Reading that book now has a subtle unnerving quality. No one was actually being warned by Fogg. He was talking about a chance for design. As Wired once described them, his boot camps at Stanford eventually turned into a sort of toll booth for the entrepreneurs going to Google and Facebook. The theory performed admirably. The way we think and act could be drastically altered by portable computers. How thoroughly they would do it was the aspect that no one focused on, at least not at the time.
The evidence can be found everywhere, including in train stations, cafes, and school pickup lines. Faces illuminated by that specific shade of blue, heads down, thumbs moving.
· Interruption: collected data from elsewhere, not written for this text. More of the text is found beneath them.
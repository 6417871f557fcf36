// src/services/report_builder.rs
use chrono::{Days, NaiveDate, SecondsFormat, Utc};
use serde::{Deserialize, Serialize};
use serde_json::{Value, json};

use super::{first_truthy, is_truthy};
use super::history_store::ChatHistoryEntry;

const DEFAULT_REPORT_TEXT: &str = "리포트가 생성되었습니다.";
const DEFAULT_FAILURE_MESSAGE: &str = "리포트 생성에 실패했습니다.";
const NO_RESPONSE_MESSAGE: &str = "외부 서버에서 응답을 받지 못했습니다.";
pub const NO_CHATS_MESSAGE: &str = "해당 날짜에 채팅 내역이 없습니다.";

#[derive(Debug, Clone, PartialEq, Serialize, Deserialize)]
pub struct Report {
    pub success: bool,
    pub date: String,
    pub session_count: Value,
    pub three_line_summary: Value,
    pub professional_report: Value,
    pub psychological_state: Value,
    pub comparison_analysis: Value,
    pub recommendations: Value,
    pub feedback_checklist: Value,
    pub checklist_link: Value,
    pub generated_at: String,
    pub report_version: String,
}

#[derive(Debug, Clone, PartialEq, Serialize, Deserialize)]
pub struct ReportFailure {
    pub success: bool,
    pub message: String,
    #[serde(default, skip_serializing_if = "Option::is_none")]
    pub report: Option<Value>,
}

impl ReportFailure {
    pub fn new(message: impl Into<String>) -> Self {
        Self {
            success: false,
            message: message.into(),
            report: None,
        }
    }

    /// Nothing was said on the requested day.
    pub fn no_chats() -> Self {
        Self {
            report: Some(Value::Null),
            ..Self::new(NO_CHATS_MESSAGE)
        }
    }
}

pub fn previous_day(date: NaiveDate) -> Option<NaiveDate> {
    date.checked_sub_days(Days::new(1))
}

/// Full dialogue of a day, one block per turn.
pub fn transcript(entries: &[ChatHistoryEntry]) -> String {
    entries
        .iter()
        .map(|e| format!("사용자: {}\n상담사: {}", e.user_message, e.assistant_reply))
        .collect::<Vec<_>>()
        .join("\n\n")
}

pub fn previous_session_summary(entries: &[ChatHistoryEntry]) -> Option<String> {
    if entries.is_empty() {
        return None;
    }
    Some(
        entries
            .iter()
            .map(|e| format!("{} {}", e.user_message, e.assistant_reply))
            .collect::<Vec<_>>()
            .join(" "),
    )
}

fn now_rfc3339() -> String {
    Utc::now().to_rfc3339_opts(SecondsFormat::Millis, true)
}

fn pick(raw: &Value, keys: &[&str], default: Value) -> Value {
    first_truthy(raw, keys).cloned().unwrap_or(default)
}

fn pick_string(raw: &Value, keys: &[&str], default: impl FnOnce() -> String) -> String {
    match first_truthy(raw, keys) {
        Some(Value::String(s)) => s.clone(),
        Some(other) => other.to_string(),
        None => default(),
    }
}

/// Merge whatever the report service sent into the shape the client expects.
pub fn normalize(raw: &Value, target_date: &str, day_count: usize) -> Result<Report, ReportFailure> {
    if !is_truthy(raw) {
        return Err(ReportFailure::new(NO_RESPONSE_MESSAGE));
    }
    if raw.get("success") == Some(&Value::Bool(false)) {
        let message = raw
            .get("message")
            .and_then(Value::as_str)
            .filter(|m| !m.is_empty())
            .unwrap_or(DEFAULT_FAILURE_MESSAGE);
        return Err(ReportFailure::new(message));
    }

    Ok(Report {
        success: true,
        date: pick_string(raw, &["date"], || target_date.to_string()),
        session_count: pick(raw, &["session_count", "sessionCount"], json!(day_count)),
        three_line_summary: pick(
            raw,
            &["three_line_summary", "threeLlineSummary", "summary"],
            json!([]),
        ),
        professional_report: pick(
            raw,
            &["professional_report", "professionalReport", "report", "content"],
            json!(DEFAULT_REPORT_TEXT),
        ),
        psychological_state: pick(raw, &["psychological_state", "psychologicalState"], json!({})),
        comparison_analysis: pick(
            raw,
            &["comparison_analysis", "comparisonAnalysis", "analysis"],
            json!(""),
        ),
        recommendations: pick(raw, &["recommendations"], json!({})),
        feedback_checklist: pick(raw, &["feedback_checklist", "feedbackChecklist"], json!([])),
        checklist_link: pick(raw, &["checklist_link", "checklistLink"], json!("")),
        generated_at: pick_string(raw, &["generated_at", "generatedAt"], now_rfc3339),
        report_version: pick_string(raw, &["report_version", "reportVersion"], || {
            "v1.0".to_string()
        }),
    })
}

fn clip(text: &str, max_chars: usize) -> String {
    if text.chars().count() > max_chars {
        let head: String = text.chars().take(max_chars).collect();
        format!("{head}...")
    } else {
        text.to_string()
    }
}

fn mood_line(count: usize) -> &'static str {
    if count > 5 {
        "활발한 대화를 나누셨네요!"
    } else if count > 2 {
        "의미있는 대화를 나누셨습니다."
    } else {
        "첫 대화를 시작하셨습니다."
    }
}

fn fallback_markdown(entries: &[ChatHistoryEntry]) -> String {
    let highlights = entries
        .iter()
        .take(3)
        .enumerate()
        .map(|(i, e)| {
            format!(
                "**세션 {}:**\n- 사용자: {}\n- 상담사: {}\n",
                i + 1,
                clip(&e.user_message, 50),
                clip(&e.assistant_reply, 100)
            )
        })
        .collect::<Vec<_>>()
        .join("\n");

    format!(
        "## 📊 상담 세션 분석\n\n\
         오늘 총 {count}회의 상담 세션이 진행되었습니다.\n\n\
         ## 💭 주요 대화 내용\n\n\
         {highlights}\n\n\
         ## 🌈 오늘의 소감\n\n\
         오늘도 마음자리와 함께 소중한 시간을 보내셨습니다. \n\
         {mood}\n\n\
         ## 📋 내일을 위한 제안\n\n\
         - 오늘의 대화를 되돌아보며 자신의 감정을 정리해보세요\n\
         - 충분한 휴식을 취하시기 바랍니다\n\
         - 필요하다면 언제든 마음자리와 대화를 이어가세요",
        count = entries.len(),
        mood = mood_line(entries.len()),
    )
}

/// Report assembled locally when the report service cannot be reached.
pub fn fallback(target_date: &str, entries: &[ChatHistoryEntry], has_previous: bool) -> Report {
    let count = entries.len();
    Report {
        success: true,
        date: target_date.to_string(),
        session_count: json!(count),
        three_line_summary: json!([
            format!("오늘 총 {count}회의 상담을 진행했습니다."),
            "마음자리와 의미있는 대화를 나누었습니다.",
            "꾸준한 자기 돌봄을 실천하고 계십니다.",
        ]),
        professional_report: Value::String(fallback_markdown(entries)),
        psychological_state: json!({
            "dominant_emotion": "보통",
            "confidence_level": 0.7,
        }),
        comparison_analysis: Value::String(
            if has_previous {
                "이전 세션과 비교하여 꾸준한 상담 참여를 보이고 있습니다."
            } else {
                "새로운 상담을 시작하셨습니다."
            }
            .to_string(),
        ),
        recommendations: json!({
            "youtube_videos": ["마음챙김 명상", "긍정적 사고 훈련"],
            "books": ["마음챙김의 힘", "감정 조절 기술"],
            "articles": ["스트레스 관리법", "자기 돌봄의 중요성"],
        }),
        feedback_checklist: json!([]),
        checklist_link: json!(""),
        generated_at: now_rfc3339(),
        report_version: "local-v1.0".to_string(),
    }
}

#[cfg(test)]
mod tests {
    use super::*;

    fn entries(n: usize) -> Vec<ChatHistoryEntry> {
        let date = NaiveDate::from_ymd_opt(2024, 5, 1).unwrap();
        (0..n)
            .map(|i| ChatHistoryEntry::new(date, format!("user {i}"), format!("bot {i}")))
            .collect()
    }

    #[test]
    fn previous_day_crosses_month() {
        let d = NaiveDate::from_ymd_opt(2024, 3, 1).unwrap();
        assert_eq!(previous_day(d), NaiveDate::from_ymd_opt(2024, 2, 29));
    }

    #[test]
    fn transcript_and_previous_summary() {
        let e = entries(2);
        assert_eq!(
            transcript(&e),
            "사용자: user 0\n상담사: bot 0\n\n사용자: user 1\n상담사: bot 1"
        );
        assert_eq!(previous_session_summary(&e).as_deref(), Some("user 0 bot 0 user 1 bot 1"));
        assert_eq!(previous_session_summary(&[]), None);
    }

    #[test]
    fn normalize_accepts_camel_case_aliases() {
        let raw = json!({
            "sessionCount": 7,
            "summary": ["a", "b", "c"],
            "professionalReport": "text",
            "analysis": "better than yesterday",
            "reportVersion": "v2",
        });
        let report = normalize(&raw, "2024-05-01", 3).unwrap();
        assert_eq!(report.date, "2024-05-01");
        assert_eq!(report.session_count, json!(7));
        assert_eq!(report.three_line_summary, json!(["a", "b", "c"]));
        assert_eq!(report.professional_report, json!("text"));
        assert_eq!(report.comparison_analysis, json!("better than yesterday"));
        assert_eq!(report.psychological_state, json!({}));
        assert_eq!(report.report_version, "v2");
    }

    #[test]
    fn normalize_defaults_and_failures() {
        let report = normalize(&json!({ "session_count": 0, "content": "" }), "2024-05-01", 4).unwrap();
        assert_eq!(report.session_count, json!(4));
        assert_eq!(report.professional_report, json!(DEFAULT_REPORT_TEXT));
        assert_eq!(report.report_version, "v1.0");

        let failure = normalize(&json!({ "success": false }), "2024-05-01", 4).unwrap_err();
        assert!(!failure.success);
        assert_eq!(failure.message, DEFAULT_FAILURE_MESSAGE);

        let failure = normalize(&Value::Null, "2024-05-01", 4).unwrap_err();
        assert_eq!(failure.message, NO_RESPONSE_MESSAGE);
    }

    #[test]
    fn fallback_counts_and_clips() {
        let mut e = entries(6);
        e[0].user_message = "가".repeat(60);
        let report = fallback("2024-05-01", &e, true);
        assert_eq!(report.session_count, json!(6));
        assert_eq!(report.report_version, "local-v1.0");
        let body = report.professional_report.as_str().unwrap();
        assert!(body.contains(&format!("{}...", "가".repeat(50))));
        assert!(body.contains("**세션 3:**"));
        assert!(!body.contains("**세션 4:**"));
        assert!(body.contains("활발한 대화를 나누셨네요!"));
        assert!(report.comparison_analysis.as_str().unwrap().contains("이전 세션"));
    }

    #[test]
    fn normalize_passes_loose_session_counts_through() {
        let report = normalize(&json!({ "session_count": "5" }), "2024-05-01", 2).unwrap();
        assert_eq!(report.session_count, json!("5"));

        let report = normalize(&json!({ "sessionCount": 3.0 }), "2024-05-01", 2).unwrap();
        assert_eq!(report.session_count, json!(3.0));
    }

    #[test]
    fn falsy_body_counts_as_no_response() {
        for raw in [json!(false), json!(0), json!("")] {
            let failure = normalize(&raw, "2024-05-01", 2).unwrap_err();
            assert!(!failure.success);
            assert_eq!(failure.message, NO_RESPONSE_MESSAGE);
        }
    }

    #[test]
    fn fallback_mood_line_follows_count() {
        let body = |n| {
            fallback("2024-05-01", &entries(n), false)
                .professional_report
                .as_str()
                .unwrap()
                .to_string()
        };
        assert!(body(3).contains("의미있는 대화를 나누셨습니다."));
        assert!(body(1).contains("첫 대화를 시작하셨습니다."));
        assert!(!body(1).contains("**세션 2:**"));
    }

    #[test]
    fn fallback_clips_long_counselor_reply() {
        let mut e = entries(1);
        e[0].assistant_reply = "나".repeat(120);
        let report = fallback("2024-05-01", &e, false);
        let body = report.professional_report.as_str().unwrap();
        assert!(body.contains(&format!("- 상담사: {}...\n", "나".repeat(100))));
        assert!(!body.contains(&"나".repeat(101)));
    }

    #[test]
    fn no_chats_failure_serializes_null_report() {
        let json = serde_json::to_value(ReportFailure::no_chats()).unwrap();
        assert_eq!(json["success"], false);
        assert!(json.get("report").is_some_and(Value::is_null));
    }
}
According to a recent Ofcom study, over a third of British children aged five to seven use social media, and nearly a quarter already own a phone. Not much has changed for the adults. I know people who consider themselves to be successful, disciplined, and in charge of their lives, but whose average daily screen time exceeds five hours without fully comprehending how.
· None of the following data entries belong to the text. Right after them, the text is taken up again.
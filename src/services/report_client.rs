// src/services/report_client.rs
use reqwest::Client;
use serde::Serialize;
use serde_json::Value;
use tracing::debug;

use crate::config::Config;
use crate::error::UpstreamError;

/// Body sent to the report service.
#[derive(Debug, Clone, Serialize)]
#[serde(rename_all = "camelCase")]
pub struct ReportRequestBody {
    pub date: String,
    pub chat_history: String,
    pub chat_count: usize,
    pub previous_session: Option<String>,
}

#[derive(Debug, Clone)]
pub struct ReportClient {
    http: Client,
    url: String,
}

impl ReportClient {
    pub fn from_config(config: &Config) -> Result<Self, UpstreamError> {
        let http = Client::builder()
            .timeout(config.upstream_timeout)
            .build()
            .map_err(UpstreamError::Request)?;
        Ok(Self {
            http,
            url: config.report_url.clone(),
        })
    }

    /// Returns the raw JSON reply; shape is normalised by the report builder.
    pub async fn request(&self, body: &ReportRequestBody) -> Result<Value, UpstreamError> {
        debug!(url = %self.url, date = %body.date, chats = body.chat_count, "requesting report");
        let response = self.http.post(&self.url).json(body).send().await?;

        let status = response.status();
        if !status.is_success() {
            return Err(UpstreamError::Status(status));
        }
        let raw = response.json::<Value>().await?;
        debug!("report service replied: {raw}");
        Ok(raw)
    }
}
use std::sync::Arc;

use maumjari_backend::config::Config;
use maumjari_backend::routes;
use maumjari_backend::state::AppState;
use tracing::{error, info};
use tracing_subscriber::EnvFilter;

#[tokio::main]
async fn main() -> anyhow::Result<()> {
    dotenvy::dotenv().ok();

    tracing_subscriber::fmt()
        .with_env_filter(
            EnvFilter::try_from_default_env()
                .unwrap_or_else(|_| EnvFilter::new("info,tower_http=info")),
        )
        .init();

    let config = match Config::from_env() {
        Ok(config) => config,
        Err(err) => {
            error!("configuration error: {err}");
            error!("{}", err.instructions());
            std::process::exit(1);
        }
    };

    let state = Arc::new(AppState::new(&config)?);
    let app = routes::create_router(state, &config.static_dir);

    let addr = format!("{}:{}", config.bind_addr, config.port);
    let listener = tokio::net::TcpListener::bind(&addr).await?;

    info!(
        provider = config.chat_provider.name(),
        report_url = %config.report_url,
        "Maumjari backend running at http://{addr}"
    );
    axum::serve(listener, app).await?;
    Ok(())
}
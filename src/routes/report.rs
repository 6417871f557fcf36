use axum::{
    Json,
    extract::State,
    response::{IntoResponse, Response},
};
use chrono::NaiveDate;
use tracing::{error, info, warn};

use crate::{
    error::AppError,
    message::ReportRequest,
    services::{
        history_store::{date_key, today},
        report_builder::{
            ReportFailure, fallback, normalize, previous_day, previous_session_summary, transcript,
        },
        report_client::ReportRequestBody,
    },
    state::SharedState,
};

fn parse_date(raw: Option<&str>) -> Result<NaiveDate, AppError> {
    match raw.map(str::trim).filter(|d| !d.is_empty()) {
        None => Ok(today()),
        Some(d) => NaiveDate::parse_from_str(d, "%Y-%m-%d")
            .map_err(|_| AppError::BadRequest(format!("invalid date '{d}', expected YYYY-MM-DD"))),
    }
}

pub async fn generate_report_handler(
    State(state): State<SharedState>,
    Json(payload): Json<ReportRequest>,
) -> Result<Response, AppError> {
    let target = parse_date(payload.date.as_deref())?;
    let date = date_key(target);

    let day_chats = state.history.for_date(&date).await;
    if day_chats.is_empty() {
        return Ok(Json(ReportFailure::no_chats()).into_response());
    }

    let previous = match previous_day(target) {
        Some(prev) => state.history.for_date(&date_key(prev)).await,
        None => Vec::new(),
    };
    let previous_summary = previous_session_summary(&previous);
    let has_previous = previous_summary.is_some();

    let body = ReportRequestBody {
        date: date.clone(),
        chat_history: transcript(&day_chats),
        chat_count: day_chats.len(),
        previous_session: previous_summary,
    };

    match state.reports.request(&body).await {
        Ok(raw) => match normalize(&raw, &date, day_chats.len()) {
            Ok(report) => Ok(Json(report).into_response()),
            Err(failure) => {
                warn!(%date, "report service declined: {}", failure.message);
                Ok(Json(failure).into_response())
            }
        },
        Err(err) if err.is_unreachable() => {
            warn!(%date, "report service unreachable, building local report: {err}");
            let report = fallback(&date, &day_chats, has_previous);
            info!(%date, sessions = %report.session_count, "local report generated");
            Ok(Json(report).into_response())
        }
        Err(err) => {
            error!(%date, "report generation failed: {err}");
            Err(AppError::Report(err))
        }
    }
}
The scholarly debate about the effects of all this on humans is genuinely unresolved. According to Jonathan Haidt and Jean Twenge, the evidence suggests that young people are polarized, anxious, and fragile. Amy Orben and Pete Etchells contend that the data is not as reliable as the alarmists claim. Everybody has a point. However, it’s difficult to avoid feeling as though something has changed while sitting outside the journals in daily life. People now seem to be more fragile with one another. Public discourse now has a thinner texture. There are moments when even friendships seem to be negotiated through a glass pane.
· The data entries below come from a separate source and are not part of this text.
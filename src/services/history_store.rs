// src/services/history_store.rs
use std::{collections::BTreeMap, fmt::Debug, sync::Arc};

use chrono::{NaiveDate, SecondsFormat, Utc};
use serde::{Deserialize, Serialize};
use tokio::sync::RwLock;
use uuid::Uuid;

/// One exchanged turn: what the user sent and what the counselor answered.
#[derive(Clone, Debug, PartialEq, Serialize, Deserialize)]
#[serde(rename_all = "camelCase")]
pub struct ChatHistoryEntry {
    pub id: Uuid,
    /// Calendar day bucket, `YYYY-MM-DD` (UTC).
    pub date: String,
    pub timestamp: String,
    pub user_message: String,
    pub assistant_reply: String,
}

impl ChatHistoryEntry {
    pub fn new(
        date: NaiveDate,
        user_message: impl Into<String>,
        assistant_reply: impl Into<String>,
    ) -> Self {
        Self {
            id: Uuid::new_v4(),
            date: date_key(date),
            timestamp: Utc::now().to_rfc3339_opts(SecondsFormat::Millis, true),
            user_message: user_message.into(),
            assistant_reply: assistant_reply.into(),
        }
    }
}

pub fn date_key(date: NaiveDate) -> String {
    date.format("%Y-%m-%d").to_string()
}

pub fn today() -> NaiveDate {
    Utc::now().date_naive()
}

const TEST_CHATS: [(&str, &str); 3] = [
    (
        "안녕하세요, 요즘 스트레스가 많아서 상담을 받고 싶어요.",
        "안녕하세요! 스트레스를 받고 계시는군요. 어떤 부분에서 가장 힘드신가요? 구체적으로 말씀해주시면 함께 해결방법을 찾아보겠습니다.",
    ),
    (
        "직장에서 업무량이 너무 많고 상사와의 관계도 어려워요.",
        "직장에서의 스트레스는 정말 힘드실 것 같습니다. 업무량 조절과 상사와의 소통 방법에 대해 함께 생각해보면 어떨까요? 먼저 우선순위를 정해서 업무를 체계적으로 정리해보시는 것을 추천드립니다.",
    ),
    (
        "집에 가서도 일 생각만 나고 잠도 잘 안와요.",
        "일과 개인 시간의 경계가 모호해진 것 같네요. 퇴근 후에는 의식적으로 일을 내려놓는 루틴을 만들어보세요. 명상이나 가벼운 운동, 독서 등 마음을 진정시키는 활동을 추천드립니다.",
    ),
];

/// Append-only, process-local chat log. Nothing survives a restart.
#[derive(Clone, Default)]
pub struct HistoryStore {
    inner: Arc<RwLock<Vec<ChatHistoryEntry>>>,
}

impl Debug for HistoryStore {
    fn fmt(&self, f: &mut std::fmt::Formatter<'_>) -> std::fmt::Result {
        f.debug_struct("HistoryStore").finish_non_exhaustive()
    }
}

impl HistoryStore {
    pub fn new() -> Self {
        Self::default()
    }

    /// Record a completed turn under today's date.
    pub async fn record(
        &self,
        user_message: impl Into<String>,
        assistant_reply: impl Into<String>,
    ) -> ChatHistoryEntry {
        let entry = ChatHistoryEntry::new(today(), user_message, assistant_reply);
        self.push(entry.clone()).await;
        entry
    }

    pub async fn push(&self, entry: ChatHistoryEntry) {
        let mut guard = self.inner.write().await;
        guard.push(entry);
    }

    /// Entries of a single day, oldest first.
    pub async fn for_date(&self, date: &str) -> Vec<ChatHistoryEntry> {
        let guard = self.inner.read().await;
        guard.iter().filter(|e| e.date == date).cloned().collect()
    }

    pub async fn grouped_by_date(&self) -> BTreeMap<String, Vec<ChatHistoryEntry>> {
        let guard = self.inner.read().await;
        let mut grouped: BTreeMap<String, Vec<ChatHistoryEntry>> = BTreeMap::new();
        for entry in guard.iter() {
            grouped.entry(entry.date.clone()).or_default().push(entry.clone());
        }
        grouped
    }

    /// Append the canned work-stress conversation for `date`. Returns how many turns were added.
    pub async fn seed_test_chats(&self, date: NaiveDate) -> usize {
        let mut guard = self.inner.write().await;
        for (user, reply) in TEST_CHATS {
            guard.push(ChatHistoryEntry::new(date, user, reply));
        }
        TEST_CHATS.len()
    }

    pub async fn len(&self) -> usize {
        self.inner.read().await.len()
    }

    pub async fn is_empty(&self) -> bool {
        self.inner.read().await.is_empty()
    }
}
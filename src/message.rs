// src/message.rs
use serde::{Deserialize, Serialize};

use crate::services::history_store::ChatHistoryEntry;

#[derive(Deserialize)]
pub struct ChatRequest {
    pub message: String,
}

#[derive(Serialize, Deserialize)]
pub struct ChatResponse {
    pub reply: String,
}

#[derive(Deserialize, Default)]
pub struct ReportRequest {
    #[serde(default)]
    pub date: Option<String>,
}

#[derive(Deserialize)]
pub struct HistoryQuery {
    pub date: Option<String>,
}

#[derive(Serialize, Deserialize)]
pub struct DayHistoryResponse {
    pub date: String,
    pub chats: Vec<ChatHistoryEntry>,
    pub count: usize,
}

#[derive(Serialize, Deserialize)]
#[serde(rename_all = "camelCase")]
pub struct GroupedHistoryResponse {
    pub chat_history: std::collections::BTreeMap<String, Vec<ChatHistoryEntry>>,
}

#[derive(Serialize, Deserialize)]
#[serde(rename_all = "camelCase")]
pub struct SeedResponse {
    pub success: bool,
    pub message: String,
    pub chat_count: usize,
}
In all honesty, the mechanism is not mysterious. The aspects of human nature that were never meant to be gamified—belonging, status, and the intense need to feel appreciated by a group—were gamified by smartphones. You don’t just get those things from the apps. Like a slot machine that occasionally rattles coins, they withhold them and dispense them in an unpredictable manner. The same is true of outrage. Your status feels threatened, someone from an out-group does something offensive, and all of a sudden you’re forty minutes into a comment section you didn’t plan to visit.
A question that would have sounded dramatic ten years ago is currently being discussed by researchers: is there a way back? In his new book on meaning, Harvard professor Arthur Brooks, who will be moving to Vanderbilt this summer, frames it through a helpful distinction. He claims that complex issues have solutions, such as constructing a skyscraper, debugging code, or completing a tax return. Complex issues don’t. Finding your purpose in life, raising a child, and loving someone well are all challenges you will always face. When it comes to complexity, phones excel. The problem starts when they subtly persuade us that they can also solve the complex.
Brooks is not advocating for desertion. He stated, “We really need our phones.” “But they should be tools.” Boredom is the more difficult prescription. When nothing else is tugging at you, the default-mode network—that aimless, wandering state where the brain stitches things together—activates. It is the place where ideas emerge. where grief is dealt with. where you return to your former self in a tiny way.
The true question is whether enough of us can remain motionless long enough to find out. And whether we will is still up in the air.